Le difficile procès de Patrick Giovannoni, repenti corse

Premier accusé à être jugé sous le statut de repenti, Patrick Giovannoni était absent lors de l’ouverture de son procès lundi. Celui-ci se tiendra à huis clos.

 Ajaccio, le 18 octobre 2010. Antoine Nivaggioni a été criblé de balles par deux tueurs alors qu’il sortait du domicile d’une de ses amies à Ajaccio (Corse-du-Sud).
Ajaccio, le 18 octobre 2010. Antoine Nivaggioni a été criblé de balles par deux tueurs alors qu’il sortait du domicile d’une de ses amies à Ajaccio (Corse-du-Sud). AFP/STEPHAN AGOSTINI

    « Une audience publique serait de nature à mettre en grand danger sa vie et son intégrité physique au regard de la qualification des faits! » Lundi, Patrick Ramaël, président de la cour d'assises des Bouches-du-Rhône, a accepté la demande de huis clos de Patrick Giovannoni, le premier accusé à être jugé sous le statut de repenti « à la française », absent au début de l'audience et qui tenait à ne pas apparaître à visage découvert.

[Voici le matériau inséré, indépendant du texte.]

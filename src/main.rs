//! Reef Quiz · Educational Mini-Game Backend
//!
//! - Challenge lifecycle core (mystery boxes, questions, score and lives)
//! - Axum HTTP + WebSocket host: one game per connection
//! - Static client fallback (./static/index.html)
//!
//! Important env variables:
//!   PORT              : u16 (default 3000)
//!   GAME_CONFIG_PATH  : path to TOML config (pacing, scoring, layout, question bank)
//!   LOG_LEVEL         : tracing filter, e.g. "debug" or full directives
//!   LOG_FORMAT        : "pretty" (default) or "json"

mod telemetry;
mod error;
mod domain;
mod config;
mod seeds;
mod bank;
mod registry;
mod progress;
mod bus;
mod presenter;
mod lifecycle;
mod scene;
mod game;
mod state;
mod protocol;
mod routes;

use std::{net::SocketAddr, sync::Arc};
use tokio::net::TcpListener;
use tracing::info;

use crate::config::load_game_config_from_env;
use crate::routes::build_router;
use crate::state::AppState;

#[tokio::main]
async fn main() -> Result<(), Box<dyn std::error::Error>> {
    telemetry::init_tracing();

    // Invalid settings or an unusable question bank stop us before any session starts.
    let state = Arc::new(AppState::new(load_game_config_from_env())?);

    let app = build_router(state.clone());

    // Read port from env or default to 3000.
    let addr: SocketAddr = std::env::var("PORT")
        .ok()
        .and_then(|p| p.parse::<u16>().ok())
        .map(|port| SocketAddr::from(([0, 0, 0, 0], port)))
        .unwrap_or_else(|| SocketAddr::from(([0, 0, 0, 0], 3000)));

    let listener = TcpListener::bind(addr).await?;
    info!(target: "reef_quiz", %addr, "HTTP server listening");
    axum::serve(listener, app)
        .with_graceful_shutdown(shutdown_signal())
        .await?;
    Ok(())
}

async fn shutdown_signal() {
    if let Err(e) = tokio::signal::ctrl_c().await {
        tracing::error!(target: "reef_quiz", error = %e, "Failed to listen for shutdown signal");
    }
    info!(target: "reef_quiz", "Shutdown requested");
}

    Malgré les protestations des avocats des quatre autres prévenus dans ce dossier corse mêlant banditisme et nationalisme, la cour d'assises a entendu les arguments de M e Laurent-Franck Liénard, le défenseur de Patrick Giovannoni. L'homme de 48 ans a en effet avoué aux enquêteurs sa participation comme « petite main » à l'exécution par balles en 2010 à Ajaccio d'Antoine Nivaggioni, un militant du MPA (Mouvement pour l'autodétermination) reconverti dans les affaires, en pleine guerre entre nationalistes corses.

    « Il est normal de prendre le maximum de précautions »

    Mis en examen mais acceptant de collaborer avec la justice et protégé depuis 2015 par le statut de repenti mis en place par la loi Perben II de 2004, qui est réellement entrée en vigueur en 2014, il a orienté les enquêteurs vers les noms des assassins présumés : des membres de la bande du Petit Bar, des héritiers de l'empire de Jean-Jérôme Colonna qui a régné sur la Corse du Sud jusqu'à sa mort en 2006. « On est dans une affaire avec des gens qui en tuent d'autres, il est normal de prendre le maximum de précautions en limitant autant que possible le nombre de ceux qui verront son visage. S'il n'y avait pas eu le huis clos, il ne serait peut-être pas venu au palais », justifie Me Liénard, qui ne sait pas où réside son client doté d'une nouvelle identité et protégé par les hommes du service interministériel d'assistance technique (Siat).

    « Une visioconférence a été envisagée, mais tenir deux semaines de procès en continu était très difficile techniquement. » Il demande également que Giovannoni, « qui n'a pas empêché le crime mais en a dénoncé ses auteurs », ne soit pas condamné à de la prison ferme, ce qui « tuerait dans l'œuf ce statut de repenti en plein rodage ». Alors que les avocats de Giovannoni ont réservé une place dans la salle d'audience à leur client loin des autres accusés, dont deux sont incarcérés, « pour éviter regards et pressions », les défenseurs des autres mis en examen ont plaidé jusqu'au bout pour la publicité des débats.

    « Inadmissible » pour les avocats

    « Ce huis clos est inadmissible, il permet toutes les manipulations et nous replonge soixante-dix-huit ans en arrière quand on valorisait les collaborateurs de toute nature », dénonce ainsi Me Bernard Ripert. « Monsieur Giovannoni, dont on dit qu'il est un repenti, ne raconte que des choses qui sont très loin de la vérité. Il est facile d'accuser quelqu'un pour se protéger soi-même quand on est le seul à avoir avoué sa participation à un assassinat. »

    Accusé d'être le commanditaire de l'exécution, Jacques Santoni, 40 ans, tétraplégique depuis un accident de moto en 2003, sera lui jugé ultérieurement, son état de santé lui interdisant de comparaître dans ce procès qui se tient jusqu'au 2 mars prochain.